I need the number of lines in the listing below that contain "nothing", and only that number.

**Data for analysis**
•••••
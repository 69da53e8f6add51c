//! # Document Handle
//!
//! The layer tree plus its id index and a version counter. The layer list
//! is the single source of truth; the render tree is always derived from it.

use crate::index::{layer_at, LayerIndex, LayerPath};
use crate::layer::{walk_layers, Layer};
use crate::mutations::{Mutation, MutationError};
use crate::validator::{validate, ValidationError};
use tracing::debug;

#[derive(Debug, Clone, Default, PartialEq)]
pub struct Document {
    layers: Vec<Layer>,
    index: LayerIndex,

    /// Current version number (increments on each successful mutation)
    version: u64,
}

impl Document {
    pub fn new() -> Self {
        Self::default()
    }

    /// Validate and wrap a layer tree.
    pub fn from_layers(layers: Vec<Layer>) -> Result<Self, ValidationError> {
        let index = validate(&layers)?;
        Ok(Self {
            layers,
            index,
            version: 0,
        })
    }

    pub fn layers(&self) -> &[Layer] {
        &self.layers
    }

    pub fn into_layers(self) -> Vec<Layer> {
        self.layers
    }

    pub fn index(&self) -> &LayerIndex {
        &self.index
    }

    pub fn version(&self) -> u64 {
        self.version
    }

    /// Number of layers at any depth
    pub fn layer_count(&self) -> usize {
        self.index.len()
    }

    pub fn is_empty(&self) -> bool {
        self.layers.is_empty()
    }

    pub fn get(&self, id: &str) -> Option<&Layer> {
        layer_at(&self.layers, self.index.get(id)?)
    }

    pub fn contains(&self, id: &str) -> bool {
        self.index.contains(id)
    }

    pub fn path_of(&self, id: &str) -> Option<&LayerPath> {
        self.index.get(id)
    }

    /// Id of the layer holding `id`, or None for root layers and unknown ids
    pub fn parent_id(&self, id: &str) -> Option<&str> {
        let (parent, _, _) = self.index.get(id)?.split_last()?;
        layer_at(&self.layers, &parent).map(|layer| layer.id.as_str())
    }

    /// All layers in pre-order
    pub fn iter(&self) -> impl Iterator<Item = &Layer> {
        let mut all = Vec::with_capacity(self.index.len());
        walk_layers(&self.layers, &mut |layer| all.push(layer));
        all.into_iter()
    }

    /// Apply a mutation atomically.
    ///
    /// The mutation runs against a copy of the tree; the copy replaces the
    /// current tree only if both the mutation and a full re-validation
    /// succeed. Returns the new version.
    pub fn apply(&mut self, mutation: &Mutation) -> Result<u64, MutationError> {
        let mut layers = self.layers.clone();
        mutation.apply(&mut layers, &self.index)?;
        let index = validate(&layers)?;

        self.layers = layers;
        self.index = index;
        self.version += 1;

        debug!(
            layer_id = mutation.layer_id(),
            version = self.version,
            "Applied mutation"
        );
        Ok(self.version)
    }

    /// Replace the whole tree, e.g. after re-importing markup.
    pub fn replace_layers(&mut self, layers: Vec<Layer>) -> Result<u64, ValidationError> {
        self.index = validate(&layers)?;
        self.layers = layers;
        self.version += 1;
        Ok(self.version)
    }
}
//! Compute environment abstraction.
//!
//! A [`Sandbox`] is an isolated filesystem root plus the ability to run
//! commands inside it. Sessions only ever talk to sandboxes through these
//! traits, so the hosted sandbox service and the local directory provider are
//! interchangeable.

mod local;

use std::collections::BTreeMap;
use std::fmt;
use std::path::{Component, Path, PathBuf};
use std::sync::Arc;

use async_trait::async_trait;
use chat_agent_error::ChatAgentError;
use rand::distributions::Alphanumeric;
use rand::Rng;
use schemars::JsonSchema;
use serde::{Deserialize, Serialize};
use tokio::sync::mpsc;
use utoipa::ToSchema;

pub use local::{LocalSandbox, LocalSandboxProvider};

/// One chunk of output from a detached process.
#[derive(Debug, Clone, PartialEq, Eq)]
pub enum LogChunk {
    Stdout(String),
    Stderr(String),
    /// The producer failed and will send nothing further.
    Fatal(String),
}

pub type LogReceiver = mpsc::Receiver<LogChunk>;

#[derive(Debug, Clone, Default)]
pub struct CommandSpec {
    pub program: String,
    pub args: Vec<String>,
    pub cwd: Option<PathBuf>,
    pub env: BTreeMap<String, String>,
}

impl CommandSpec {
    pub fn new(program: impl Into<String>) -> Self {
        Self {
            program: program.into(),
            ..Self::default()
        }
    }

    pub fn arg(mut self, arg: impl Into<String>) -> Self {
        self.args.push(arg.into());
        self
    }

    pub fn args<I, S>(mut self, args: I) -> Self
    where
        I: IntoIterator<Item = S>,
        S: Into<String>,
    {
        self.args.extend(args.into_iter().map(Into::into));
        self
    }

    pub fn cwd(mut self, cwd: impl Into<PathBuf>) -> Self {
        self.cwd = Some(cwd.into());
        self
    }

    pub fn env(mut self, key: impl Into<String>, value: impl Into<String>) -> Self {
        self.env.insert(key.into(), value.into());
        self
    }

    /// `program arg...` for log lines. Environment values are never included.
    pub fn display(&self) -> String {
        std::iter::once(self.program.as_str())
            .chain(self.args.iter().map(String::as_str))
            .collect::<Vec<_>>()
            .join(" ")
    }
}

#[derive(Debug, Clone, Default)]
pub struct CommandOutput {
    pub exit_code: Option<i32>,
    pub stdout: String,
    pub stderr: String,
}

impl CommandOutput {
    pub fn success(&self) -> bool {
        self.exit_code == Some(0)
    }
}

/// Opaque reference to a persisted filesystem snapshot.
#[derive(Debug, Clone, PartialEq, Eq, Hash, Serialize, Deserialize, JsonSchema, ToSchema)]
#[serde(transparent)]
pub struct SnapshotHandle(pub String);

impl SnapshotHandle {
    pub fn as_str(&self) -> &str {
        &self.0
    }
}

impl fmt::Display for SnapshotHandle {
    fn fmt(&self, f: &mut fmt::Formatter<'_>) -> fmt::Result {
        f.write_str(&self.0)
    }
}

#[derive(Debug, Clone, Serialize, Deserialize, JsonSchema, ToSchema)]
#[serde(rename_all = "camelCase")]
pub struct DirEntry {
    pub name: String,
    pub path: String,
    pub is_dir: bool,
    pub size: u64,
}

#[async_trait]
pub trait Sandbox: Send + Sync + fmt::Debug {
    fn id(&self) -> &str;

    /// Absolute path every file operation must stay under.
    fn root(&self) -> &Path;

    /// Runs a command to completion and captures its output.
    async fn run(&self, command: CommandSpec) -> Result<CommandOutput, ChatAgentError>;

    /// Starts a command without waiting for it. Output is delivered through a
    /// channel holding at most `capacity` chunks; the reader applies
    /// backpressure to the process when it falls behind.
    async fn spawn_detached(
        &self,
        command: CommandSpec,
        capacity: usize,
    ) -> Result<LogReceiver, ChatAgentError>;

    async fn read_file(&self, path: &Path) -> Result<Vec<u8>, ChatAgentError>;

    /// Writes `contents`, creating parent directories as needed.
    async fn write_file(&self, path: &Path, contents: &[u8]) -> Result<(), ChatAgentError>;

    /// Returns `false` when there was nothing to remove.
    async fn remove_file(&self, path: &Path) -> Result<bool, ChatAgentError>;

    async fn list_dir(&self, path: &Path) -> Result<Vec<DirEntry>, ChatAgentError>;

    async fn snapshot(&self) -> Result<SnapshotHandle, ChatAgentError>;

    async fn stop(&self) -> Result<(), ChatAgentError>;
}

#[async_trait]
pub trait SandboxProvider: Send + Sync + fmt::Debug {
    async fn create(&self) -> Result<Arc<dyn Sandbox>, ChatAgentError>;

    async fn restore(&self, snapshot: &SnapshotHandle) -> Result<Arc<dyn Sandbox>, ChatAgentError>;

    /// Deletes a snapshot that nothing refers to any more. Unknown handles
    /// are not an error.
    async fn discard(&self, snapshot: &SnapshotHandle) -> Result<(), ChatAgentError>;
}

/// Resolves a caller-supplied path against `root`.
///
/// Relative paths are joined onto the root; absolute paths must already be
/// inside it. Any `..` component is rejected outright, before the path is
/// ever handed to the filesystem.
pub fn resolve_path(root: &Path, raw: &str) -> Result<PathBuf, ChatAgentError> {
    let raw = raw.trim();
    if raw.is_empty() {
        return Err(ChatAgentError::invalid("path is required"));
    }
    if raw.contains('\0') {
        return Err(ChatAgentError::invalid("path contains a NUL byte"));
    }

    let candidate = Path::new(raw);
    if candidate
        .components()
        .any(|component| matches!(component, Component::ParentDir))
    {
        return Err(ChatAgentError::PermissionDenied {
            message: format!("path traversal is not allowed: {raw}"),
        });
    }

    let joined = if candidate.is_absolute() {
        if !candidate.starts_with(root) {
            return Err(ChatAgentError::PermissionDenied {
                message: format!("path is outside the sandbox root: {raw}"),
            });
        }
        candidate.to_path_buf()
    } else {
        root.join(candidate)
    };

    Ok(joined
        .components()
        .filter(|component| !matches!(component, Component::CurDir))
        .collect())
}

/// Path relative to the sandbox root, for tool output.
pub fn display_path(root: &Path, path: &Path) -> String {
    path.strip_prefix(root)
        .map(|relative| relative.to_string_lossy().into_owned())
        .unwrap_or_else(|_| path.to_string_lossy().into_owned())
}

pub fn random_id(len: usize) -> String {
    rand::thread_rng()
        .sample_iter(&Alphanumeric)
        .take(len)
        .map(char::from)
        .collect::<String>()
        .to_ascii_lowercase()
}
•••••
**Written response**
3